Modified: trunk/pywikipedia/wikipedia.py
===================================================================
--- trunk/pywikipedia/wikipedia.py	2007-10-04 07:28:42 UTC (rev 4415)
+++ trunk/pywikipedia/wikipedia.py	2007-10-04 15:36:58 UTC (rev 4416)
@@ -505,7 +505,7 @@
         If change_edit_time is False, do not check this version for changes
         before saving. This should be used only if the page has been loaded
         previously.
-        
+
         """
         # NOTE: The following few NoPage exceptions could already be thrown at
         # the Page() constructor. They are raised here instead for convenience,
@@ -3666,44 +3666,38 @@
         except KeyError:
             return False
 
-    def search(self, query, number = 10, repeat = False, namespaces = None):
+    def search(self, query, number = 10, namespaces = None):
         """
         Generator which yields search results
         """
-        seen = set()
         throttle = True
-        while True:
-            path = self.search_address(query, n=number, ns = namespaces)

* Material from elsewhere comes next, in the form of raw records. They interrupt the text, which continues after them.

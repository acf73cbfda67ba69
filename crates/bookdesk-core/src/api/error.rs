use thiserror::Error;

#[derive(Error, Debug)]
pub enum ApiError {
    #[error("Access denied: {0}")]
    AccessDenied(String),

    #[error("Unauthorized - session expired or token rejected")]
    Unauthorized,

    #[error("Resource not found: {0}")]
    NotFound(String),

    #[error("Rate limited - please wait before retrying")]
    RateLimited,

    #[error("Request rejected: {0}")]
    Rejected(String),

    #[error("Server error: {0}")]
    ServerError(String),

    #[error("Network error: {0}")]
    NetworkError(#[from] reqwest::Error),

    #[error("Invalid response: {0}")]
    InvalidResponse(String),
}

pub type ApiResult<T> = Result<T, ApiError>;

/// Maximum length for error response bodies in error messages
const MAX_ERROR_BODY_LENGTH: usize = 500;

impl ApiError {
    /// Truncate a response body to avoid logging excessive data
    fn truncate_body(body: &str) -> String {
        if body.len() <= MAX_ERROR_BODY_LENGTH {
            body.to_string()
        } else {
            let cut: String = body.chars().take(MAX_ERROR_BODY_LENGTH).collect();
            format!("{}... (truncated, {} total bytes)", cut, body.len())
        }
    }

    /// Pull the `message` (or `error`) field out of a JSON error body.
    fn server_message(body: &str) -> Option<String> {
        let value: serde_json::Value = serde_json::from_str(body).ok()?;
        ["message", "error"]
            .iter()
            .find_map(|field| value.get(*field).and_then(|v| v.as_str()))
            .map(str::to_string)
    }

    pub fn from_status(status: reqwest::StatusCode, body: &str) -> Self {
        let detail = Self::server_message(body).unwrap_or_else(|| Self::truncate_body(body));
        match status.as_u16() {
            401 => ApiError::Unauthorized,
            403 => ApiError::AccessDenied(detail),
            404 => ApiError::NotFound(detail),
            429 => ApiError::RateLimited,
            400..=499 => ApiError::Rejected(detail),
            500..=599 => ApiError::ServerError(detail),
            _ => ApiError::InvalidResponse(format!("Status {}: {}", status, detail)),
        }
    }

    pub fn is_unauthorized(&self) -> bool {
        matches!(self, ApiError::Unauthorized)
    }

    /// Short text for inline display: the server's own message when it sent
    /// one, otherwise the error description.
    pub fn user_message(&self) -> String {
        match self {
            ApiError::AccessDenied(msg)
            | ApiError::NotFound(msg)
            | ApiError::Rejected(msg)
            | ApiError::ServerError(msg)
                if !msg.is_empty() =>
            {
                msg.clone()
            }
            ApiError::NetworkError(e) if e.is_timeout() => {
                "Connection timed out. Please try again.".to_string()
            }
            ApiError::NetworkError(_) => {
                "Unable to connect to server. Check your internet connection.".to_string()
            }
            other => other.to_string(),
        }
    }
}

#[cfg(test)]
mod tests {
    use super::*;
    use reqwest::StatusCode;

    #[test]
    fn test_from_status_mapping() {
        assert!(matches!(ApiError::from_status(StatusCode::UNAUTHORIZED, ""), ApiError::Unauthorized));
        assert!(matches!(ApiError::from_status(StatusCode::FORBIDDEN, "no"), ApiError::AccessDenied(_)));
        assert!(matches!(ApiError::from_status(StatusCode::NOT_FOUND, ""), ApiError::NotFound(_)));
        assert!(matches!(ApiError::from_status(StatusCode::TOO_MANY_REQUESTS, ""), ApiError::RateLimited));
        assert!(matches!(ApiError::from_status(StatusCode::BAD_REQUEST, ""), ApiError::Rejected(_)));
        assert!(matches!(
            ApiError::from_status(StatusCode::INTERNAL_SERVER_ERROR, ""),
            ApiError::ServerError(_)
        ));
    }

    #[test]
    fn test_server_message_preferred() {
        let err = ApiError::from_status(StatusCode::BAD_REQUEST, r#"{"message":"Category already exists"}"#);
        assert_eq!(err.user_message(), "Category already exists");

        let err = ApiError::from_status(StatusCode::INTERNAL_SERVER_ERROR, r#"{"error":"db down"}"#);
        assert_eq!(err.user_message(), "db down");
    }

    #[test]
    fn test_plain_body_used_when_not_json() {
        let err = ApiError::from_status(StatusCode::BAD_GATEWAY, "upstream unavailable");
        assert_eq!(err.user_message(), "upstream unavailable");
    }

    #[test]
    fn test_empty_message_falls_back_to_description() {
        let err = ApiError::from_status(StatusCode::INTERNAL_SERVER_ERROR, "");
        assert_eq!(err.user_message(), "Server error: ");
        assert_eq!(ApiError::Unauthorized.user_message(), ApiError::Unauthorized.to_string());
    }

    #[test]
    fn test_truncate_long_body() {
        let body = "x".repeat(MAX_ERROR_BODY_LENGTH + 50);
        let err = ApiError::from_status(StatusCode::INTERNAL_SERVER_ERROR, &body);
        match err {
            ApiError::ServerError(msg) => assert!(msg.contains("truncated")),
            other => panic!("unexpected {other:?}"),
        }
    }
}
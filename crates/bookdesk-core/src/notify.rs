//! Transient notifications for mutation outcomes.

use std::collections::VecDeque;
use std::time::{Duration, Instant};

/// How long a toast stays on screen.
pub const TOAST_TTL: Duration = Duration::from_secs(4);

/// Oldest toasts are dropped beyond this many.
const MAX_TOASTS: usize = 5;

#[derive(Debug, Clone, Copy, PartialEq, Eq)]
pub enum Severity {
    Success,
    Error,
}

#[derive(Debug, Clone, PartialEq, Eq)]
pub struct Toast {
    pub severity: Severity,
    pub message: String,
    pub expires_at: Instant,
}

impl Toast {
    pub fn is_expired(&self, now: Instant) -> bool {
        now >= self.expires_at
    }
}

#[derive(Debug, Clone, Default)]
pub struct Notifications {
    toasts: VecDeque<Toast>,
}

impl Notifications {
    pub fn new() -> Self {
        Self::default()
    }

    pub fn push(&mut self, severity: Severity, message: impl Into<String>, now: Instant) {
        if self.toasts.len() >= MAX_TOASTS {
            self.toasts.pop_front();
        }
        self.toasts.push_back(Toast {
            severity,
            message: message.into(),
            expires_at: now + TOAST_TTL,
        });
    }

    pub fn success(&mut self, message: impl Into<String>, now: Instant) {
        self.push(Severity::Success, message, now);
    }

    pub fn error(&mut self, message: impl Into<String>, now: Instant) {
        self.push(Severity::Error, message, now);
    }

    /// Drop expired toasts.
    pub fn prune(&mut self, now: Instant) {
        self.toasts.retain(|t| !t.is_expired(now));
    }

    /// Most recent toast still on screen.
    pub fn latest(&self) -> Option<&Toast> {
        self.toasts.back()
    }

    pub fn iter(&self) -> impl Iterator<Item = &Toast> {
        self.toasts.iter()
    }

    pub fn len(&self) -> usize {
        self.toasts.len()
    }

    pub fn is_empty(&self) -> bool {
        self.toasts.is_empty()
    }
}

#[cfg(test)]
mod tests {
    use super::*;

    #[test]
    fn test_toasts_expire() {
        let now = Instant::now();
        let mut n = Notifications::new();
        n.success("saved", now);
        n.error("failed", now + Duration::from_secs(2));
        assert_eq!(n.latest().map(|t| t.severity), Some(Severity::Error));

        n.prune(now + TOAST_TTL);
        assert_eq!(n.len(), 1);
        assert_eq!(n.latest().map(|t| t.message.as_str()), Some("failed"));

        n.prune(now + Duration::from_secs(10));
        assert!(n.is_empty());
    }

    #[test]
    fn test_oldest_dropped_when_full() {
        let now = Instant::now();
        let mut n = Notifications::new();
        for i in 0..7 {
            n.success(format!("t{}", i), now);
        }
        assert_eq!(n.len(), MAX_TOASTS);
        assert_eq!(n.iter().next().map(|t| t.message.as_str()), Some("t2"));
    }
}
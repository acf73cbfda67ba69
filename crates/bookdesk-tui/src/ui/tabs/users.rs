use ratatui::{
    layout::{Constraint, Rect},
    widgets::Cell,
    Frame,
};

use crate::app::App;
use crate::ui::tabs::list::{self, Columns};

/// Render the Users tab - paginated table with inline name editing
pub fn render(frame: &mut Frame, app: &App, area: Rect) {
    let columns = Columns {
        headers: &["First name", "Last name", "Email"],
        widths: &[
            Constraint::Percentage(25),
            Constraint::Percentage(25),
            Constraint::Fill(1),
        ],
    };

    list::render_list(frame, app, &app.users, area, true, columns, |user| {
        let [first, last] = list::name_cells(
            app.edit_form.as_ref(),
            &user.id,
            user.first_name.as_deref(),
            user.last_name.as_deref(),
        );
        vec![first, last, Cell::from(user.email.as_deref().unwrap_or("-"))]
    });
}
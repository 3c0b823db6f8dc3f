pub mod area;
pub mod colour;
pub mod errors;
pub mod grid;
pub mod pixel_buffer;
pub mod point2d;
pub mod steps;
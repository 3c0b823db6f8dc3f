use std::error::Error;

use tracing::{debug, error, warn};
use winit::dpi::LogicalSize;
use winit::event::{ElementState, Event, KeyEvent, WindowEvent};
use winit::event_loop::EventLoop;
use winit::keyboard::{Key, NamedKey};
use winit::window::{Window, WindowBuilder};

use crate::core::fractals::mandelbrot::mandelbrot_config::MandelbrotConfig;
use crate::input::gui::app::{GuiApp, zoom_factor};
use crate::presenters::pixels::presenter::PixelsPresenter;

const MIN_WINDOW_SIDE: f64 = 200.0;

/// Opens a window showing `config` and re-renders on every wheel zoom.
/// Returns when the window is closed or Escape is pressed.
pub struct RunGuiCommand {
    config: MandelbrotConfig,
}

impl RunGuiCommand {
    pub fn new(config: MandelbrotConfig) -> Self {
        Self { config }
    }

    pub fn execute(&self) -> Result<(), Box<dyn Error>> {
        let width = u32::try_from(self.config.grid.width().length())?;
        let height = u32::try_from(self.config.grid.height().length())?;

        let event_loop = EventLoop::new()?;

        // pixels needs the window for 'static
        let window: &'static Window = Box::leak(Box::new(
            WindowBuilder::new()
                .with_title("Mandelbrot")
                .with_inner_size(LogicalSize::new(f64::from(width), f64::from(height)))
                .with_min_inner_size(LogicalSize::new(MIN_WINDOW_SIDE, MIN_WINDOW_SIDE))
                .build(&event_loop)?,
        ));

        let presenter = PixelsPresenter::new(window, width, height)?;
        let mut app = GuiApp::new(self.config, presenter);

        window.request_redraw();

        event_loop.run(move |event, elwt| {
            let Event::WindowEvent { event, window_id } = event else {
                return;
            };
            if window_id != window.id() {
                return;
            }

            match event {
                WindowEvent::CloseRequested
                | WindowEvent::KeyboardInput {
                    event:
                        KeyEvent {
                            logical_key: Key::Named(NamedKey::Escape),
                            state: ElementState::Pressed,
                            ..
                        },
                    ..
                } => elwt.exit(),
                WindowEvent::MouseWheel { delta, .. } => {
                    let Some(factor) = zoom_factor(delta) else {
                        return;
                    };
                    match app.zoom(factor) {
                        Ok(()) => {
                            debug!(area = %app.config().area, "zoomed");
                            window.request_redraw();
                        }
                        Err(err) => warn!(%err, "zoom rejected"),
                    }
                }
                WindowEvent::Resized(size) => {
                    if let Err(err) = app.resize(size.width, size.height) {
                        error!(%err, "failed to resize surface");
                        elwt.exit();
                    }
                    window.request_redraw();
                }
                WindowEvent::RedrawRequested => {
                    if let Err(err) = app.redraw() {
                        error!(%err, "render failed");
                        elwt.exit();
                    }
                }
                _ => {}
            }
        })?;

        Ok(())
    }
}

-            get_throttle()
-            html = self.getUrl(path)
-            entryR = re.compile(ur'<li[^>]*><a href=".+?"
title="(?P<title>.+?)">.+?</a>'
-                                  '(?P<match>.*?)<br
?/><span[^>]*>Relevance: '
-                                  '(?P<relevance>[0-9.]+)% - '
-                                  '(?P<size>[0-9.]+) '
-                                  '(?P<sizeunit>[A-Za-z]+) '
-                                  '\((?P<words>.+?) words\) - '
-                                  '(?P<date>.+?)</span></li>',
re.DOTALL)
+        path = self.search_address(urllib.quote_plus(query), n=number, ns = namespaces)
+        get_throttle()
+        html = self.getUrl(path)
 
-            for m in entryR.finditer(html):
-                title = m.group('title')
+        entryR = re.compile(ur'<li[^>]*><a href=".+?"
title="(?P<title>.+?)">.+?</a>'
+                              '<br />(?P<match>.*?)<span
style="color[^>]*>.+?: '
+                              '(?P<relevance>[0-9.]+)% - '
+#                              '(?P<size>[0-9.]*) '
+#                              '(?P<sizeunit>[A-Za-z]) '
+#                              '\((?P<words>.+?) \w+\) - '
+#                              '(?P<date>.+?)</span></li>'
+                              , re.DOTALL)
 
-                if title not in seen:
-                    seen.add(title)
-                    page = Page(self, title)
+        for m in entryR.finditer(html):
+            page = Page(self, m.group('title'))
+            match = m.group('match')
+            relevance = m.group('relevance')
+            #size = m.group('size')
+            ## sizeunit appears to always be "KB"
+            #words = m.group('words')
+            #date = m.group('date')
 
-                    match = m.group('match')
-                    relevance = m.group('relevance')
-                    size = m.group('size')
-                    # sizeunit appears to always be "KB"
-                    words = m.group('words')
-                    date = m.group('date')
+            #print "%s - %s %s (%s words) - %s" % (relevance, size, sizeunit,
words, date)
 
-                    #print "%s - %s %s (%s words) - %s" % (relevance, size,
sizeunit, words, date)
+            #yield page, match, relevance, size, words, date
+            yield page, match, relevance, '', '', ''
 
-                    yield page, match, relevance, size, words, date
-            if not repeat:
-                break
-
     # TODO: avoid code duplication for the following methods
     def newpages(self, number = 10, get_redirect = False, repeat = False):
         """Generator which yields new articles subsequently.